**Your task**: Report how many lines below include the string "filename". Please keep the reply to that number.

**Dataset records**:
+-------+

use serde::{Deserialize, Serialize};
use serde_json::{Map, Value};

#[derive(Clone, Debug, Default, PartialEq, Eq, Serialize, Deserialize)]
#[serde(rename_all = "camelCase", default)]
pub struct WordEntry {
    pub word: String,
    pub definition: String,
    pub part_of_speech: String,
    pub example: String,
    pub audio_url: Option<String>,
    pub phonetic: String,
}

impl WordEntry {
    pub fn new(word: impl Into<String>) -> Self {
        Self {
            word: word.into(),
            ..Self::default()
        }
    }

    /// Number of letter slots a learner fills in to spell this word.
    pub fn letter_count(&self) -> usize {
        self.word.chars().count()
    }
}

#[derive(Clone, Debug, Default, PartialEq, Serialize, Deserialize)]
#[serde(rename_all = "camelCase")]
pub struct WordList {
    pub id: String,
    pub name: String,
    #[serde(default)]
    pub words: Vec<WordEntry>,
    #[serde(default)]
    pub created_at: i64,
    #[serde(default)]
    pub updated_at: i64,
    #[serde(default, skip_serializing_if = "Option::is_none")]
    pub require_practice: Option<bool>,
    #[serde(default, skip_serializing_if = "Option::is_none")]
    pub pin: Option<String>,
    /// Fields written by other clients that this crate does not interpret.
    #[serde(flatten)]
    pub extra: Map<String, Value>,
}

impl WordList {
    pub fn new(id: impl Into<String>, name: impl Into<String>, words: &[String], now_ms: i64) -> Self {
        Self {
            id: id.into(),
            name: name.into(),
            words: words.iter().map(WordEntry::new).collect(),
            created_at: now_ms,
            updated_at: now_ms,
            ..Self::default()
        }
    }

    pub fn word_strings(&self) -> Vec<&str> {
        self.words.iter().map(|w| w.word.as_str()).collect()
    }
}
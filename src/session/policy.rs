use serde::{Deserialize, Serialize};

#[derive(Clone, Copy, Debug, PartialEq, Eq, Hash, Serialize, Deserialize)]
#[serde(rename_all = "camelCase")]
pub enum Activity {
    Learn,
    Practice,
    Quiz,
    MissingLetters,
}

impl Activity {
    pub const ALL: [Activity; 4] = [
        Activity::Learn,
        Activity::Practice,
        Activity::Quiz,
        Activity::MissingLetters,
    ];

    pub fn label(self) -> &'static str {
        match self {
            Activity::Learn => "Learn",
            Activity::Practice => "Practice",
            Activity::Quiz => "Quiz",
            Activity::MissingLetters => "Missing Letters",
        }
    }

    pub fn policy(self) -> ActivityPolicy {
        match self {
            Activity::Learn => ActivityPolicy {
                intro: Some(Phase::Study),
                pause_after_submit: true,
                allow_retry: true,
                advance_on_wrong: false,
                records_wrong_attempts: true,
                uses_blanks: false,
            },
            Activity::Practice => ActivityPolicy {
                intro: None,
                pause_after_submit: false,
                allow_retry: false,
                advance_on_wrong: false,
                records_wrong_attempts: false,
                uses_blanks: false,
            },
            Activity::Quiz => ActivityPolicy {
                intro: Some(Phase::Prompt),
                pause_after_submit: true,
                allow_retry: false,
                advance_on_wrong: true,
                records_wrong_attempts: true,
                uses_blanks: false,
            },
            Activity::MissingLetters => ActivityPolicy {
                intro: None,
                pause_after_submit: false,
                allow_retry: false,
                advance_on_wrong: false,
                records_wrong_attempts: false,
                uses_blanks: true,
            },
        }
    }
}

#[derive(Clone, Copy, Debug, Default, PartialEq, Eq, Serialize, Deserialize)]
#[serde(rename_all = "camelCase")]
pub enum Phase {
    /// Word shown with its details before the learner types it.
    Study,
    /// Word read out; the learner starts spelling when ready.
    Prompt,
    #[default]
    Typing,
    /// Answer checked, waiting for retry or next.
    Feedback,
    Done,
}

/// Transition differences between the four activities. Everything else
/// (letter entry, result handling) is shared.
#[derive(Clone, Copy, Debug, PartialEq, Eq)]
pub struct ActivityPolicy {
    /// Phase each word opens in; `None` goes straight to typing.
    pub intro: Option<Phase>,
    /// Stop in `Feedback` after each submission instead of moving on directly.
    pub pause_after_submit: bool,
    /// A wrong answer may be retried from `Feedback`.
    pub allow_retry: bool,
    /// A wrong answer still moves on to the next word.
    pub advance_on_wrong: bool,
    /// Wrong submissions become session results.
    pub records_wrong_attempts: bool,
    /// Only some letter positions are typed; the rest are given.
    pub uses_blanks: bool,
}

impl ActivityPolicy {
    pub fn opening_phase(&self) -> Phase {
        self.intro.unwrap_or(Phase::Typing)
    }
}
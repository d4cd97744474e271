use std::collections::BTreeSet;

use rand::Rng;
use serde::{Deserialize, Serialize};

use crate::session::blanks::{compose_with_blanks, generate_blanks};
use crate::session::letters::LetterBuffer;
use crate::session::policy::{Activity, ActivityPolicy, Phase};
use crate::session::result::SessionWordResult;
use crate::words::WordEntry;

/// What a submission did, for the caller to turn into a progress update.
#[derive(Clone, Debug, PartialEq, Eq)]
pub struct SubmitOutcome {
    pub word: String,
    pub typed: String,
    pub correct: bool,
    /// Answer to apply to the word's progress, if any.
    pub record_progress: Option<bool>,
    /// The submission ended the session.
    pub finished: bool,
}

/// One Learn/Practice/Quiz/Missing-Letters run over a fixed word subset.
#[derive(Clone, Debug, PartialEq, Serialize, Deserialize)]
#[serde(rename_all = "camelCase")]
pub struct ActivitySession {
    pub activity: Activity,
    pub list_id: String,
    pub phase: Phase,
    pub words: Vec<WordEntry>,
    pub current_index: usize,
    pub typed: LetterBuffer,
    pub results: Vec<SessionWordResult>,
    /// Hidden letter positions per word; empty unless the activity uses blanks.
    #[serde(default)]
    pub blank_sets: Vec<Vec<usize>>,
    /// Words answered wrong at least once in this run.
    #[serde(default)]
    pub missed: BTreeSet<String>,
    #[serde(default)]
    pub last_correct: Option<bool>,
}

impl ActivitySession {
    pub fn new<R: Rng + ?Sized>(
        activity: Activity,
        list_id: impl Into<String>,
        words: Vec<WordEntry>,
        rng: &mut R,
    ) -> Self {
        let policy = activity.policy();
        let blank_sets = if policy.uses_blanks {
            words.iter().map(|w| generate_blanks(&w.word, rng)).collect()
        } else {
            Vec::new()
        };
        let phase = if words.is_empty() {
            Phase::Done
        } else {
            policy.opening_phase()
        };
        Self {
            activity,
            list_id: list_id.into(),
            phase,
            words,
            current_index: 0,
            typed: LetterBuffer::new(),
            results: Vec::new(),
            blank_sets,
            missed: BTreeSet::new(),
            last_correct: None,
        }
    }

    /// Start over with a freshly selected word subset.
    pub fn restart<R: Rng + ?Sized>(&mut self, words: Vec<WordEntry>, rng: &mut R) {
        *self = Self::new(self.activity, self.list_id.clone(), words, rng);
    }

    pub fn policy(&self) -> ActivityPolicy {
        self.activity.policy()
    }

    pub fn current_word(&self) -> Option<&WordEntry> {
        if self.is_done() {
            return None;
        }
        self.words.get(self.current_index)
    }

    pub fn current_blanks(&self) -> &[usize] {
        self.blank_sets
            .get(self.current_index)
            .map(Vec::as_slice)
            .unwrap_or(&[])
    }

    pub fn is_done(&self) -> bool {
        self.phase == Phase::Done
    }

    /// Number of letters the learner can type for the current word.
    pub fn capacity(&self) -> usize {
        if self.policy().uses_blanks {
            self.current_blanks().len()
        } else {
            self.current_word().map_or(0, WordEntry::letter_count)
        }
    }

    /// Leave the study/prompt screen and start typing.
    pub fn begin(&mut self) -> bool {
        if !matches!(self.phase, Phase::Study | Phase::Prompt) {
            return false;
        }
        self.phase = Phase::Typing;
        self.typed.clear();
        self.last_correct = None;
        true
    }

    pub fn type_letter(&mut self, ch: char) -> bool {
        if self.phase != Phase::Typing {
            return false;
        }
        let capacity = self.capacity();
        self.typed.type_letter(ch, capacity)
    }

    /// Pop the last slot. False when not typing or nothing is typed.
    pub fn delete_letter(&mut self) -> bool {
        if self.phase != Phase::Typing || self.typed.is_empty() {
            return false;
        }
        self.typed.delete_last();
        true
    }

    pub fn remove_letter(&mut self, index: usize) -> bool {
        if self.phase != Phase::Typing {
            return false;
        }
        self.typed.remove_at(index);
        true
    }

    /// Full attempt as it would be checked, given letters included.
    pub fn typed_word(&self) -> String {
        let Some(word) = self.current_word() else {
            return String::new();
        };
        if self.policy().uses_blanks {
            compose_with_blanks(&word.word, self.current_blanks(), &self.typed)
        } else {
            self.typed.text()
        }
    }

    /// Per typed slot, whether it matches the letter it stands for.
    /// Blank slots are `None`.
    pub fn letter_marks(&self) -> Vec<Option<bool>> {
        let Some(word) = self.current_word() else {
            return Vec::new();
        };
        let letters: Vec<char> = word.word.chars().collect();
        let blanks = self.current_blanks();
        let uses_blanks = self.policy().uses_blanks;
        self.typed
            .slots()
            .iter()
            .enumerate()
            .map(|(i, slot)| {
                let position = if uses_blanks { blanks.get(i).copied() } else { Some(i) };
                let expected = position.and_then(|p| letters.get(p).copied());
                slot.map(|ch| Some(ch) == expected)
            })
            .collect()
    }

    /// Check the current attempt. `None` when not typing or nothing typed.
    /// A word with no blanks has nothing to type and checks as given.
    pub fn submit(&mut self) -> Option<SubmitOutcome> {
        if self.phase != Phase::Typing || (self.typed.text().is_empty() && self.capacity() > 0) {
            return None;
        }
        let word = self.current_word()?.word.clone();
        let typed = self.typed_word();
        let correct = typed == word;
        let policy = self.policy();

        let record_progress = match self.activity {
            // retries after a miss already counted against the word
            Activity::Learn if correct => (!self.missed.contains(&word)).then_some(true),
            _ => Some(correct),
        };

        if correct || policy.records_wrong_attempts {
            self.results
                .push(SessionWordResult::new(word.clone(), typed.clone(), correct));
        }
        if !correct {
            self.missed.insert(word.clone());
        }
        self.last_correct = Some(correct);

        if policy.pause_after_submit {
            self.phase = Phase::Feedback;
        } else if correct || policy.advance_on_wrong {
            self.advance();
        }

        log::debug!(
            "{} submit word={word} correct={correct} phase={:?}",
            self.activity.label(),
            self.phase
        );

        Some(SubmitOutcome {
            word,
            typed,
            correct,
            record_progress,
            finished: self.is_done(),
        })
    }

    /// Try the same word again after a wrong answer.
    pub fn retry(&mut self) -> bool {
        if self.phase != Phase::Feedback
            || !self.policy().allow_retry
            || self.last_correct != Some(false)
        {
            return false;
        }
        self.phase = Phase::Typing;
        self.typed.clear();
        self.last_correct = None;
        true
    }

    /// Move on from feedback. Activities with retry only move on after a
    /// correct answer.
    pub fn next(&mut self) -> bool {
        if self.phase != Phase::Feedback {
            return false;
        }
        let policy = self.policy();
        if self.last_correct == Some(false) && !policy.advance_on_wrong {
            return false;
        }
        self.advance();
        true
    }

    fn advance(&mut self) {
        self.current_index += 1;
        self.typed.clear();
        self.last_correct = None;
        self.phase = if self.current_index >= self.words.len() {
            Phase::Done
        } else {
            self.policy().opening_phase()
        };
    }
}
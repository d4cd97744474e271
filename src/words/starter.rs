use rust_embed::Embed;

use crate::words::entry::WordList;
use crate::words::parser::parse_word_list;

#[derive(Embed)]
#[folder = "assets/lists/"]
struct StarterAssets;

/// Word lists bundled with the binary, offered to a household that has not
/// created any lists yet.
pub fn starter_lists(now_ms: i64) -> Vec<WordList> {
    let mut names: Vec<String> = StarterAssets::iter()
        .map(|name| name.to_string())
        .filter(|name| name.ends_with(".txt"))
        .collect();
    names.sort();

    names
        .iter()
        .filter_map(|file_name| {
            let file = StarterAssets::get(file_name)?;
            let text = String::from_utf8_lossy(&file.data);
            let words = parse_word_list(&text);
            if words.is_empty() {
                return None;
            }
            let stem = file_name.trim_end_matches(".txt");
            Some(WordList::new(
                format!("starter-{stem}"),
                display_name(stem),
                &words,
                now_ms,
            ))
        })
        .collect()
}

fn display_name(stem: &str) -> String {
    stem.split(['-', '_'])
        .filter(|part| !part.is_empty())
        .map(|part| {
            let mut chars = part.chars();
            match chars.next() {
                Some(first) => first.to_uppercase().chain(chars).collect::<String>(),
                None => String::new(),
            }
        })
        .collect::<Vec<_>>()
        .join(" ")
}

+-------+

**Solution for this exercise**: 2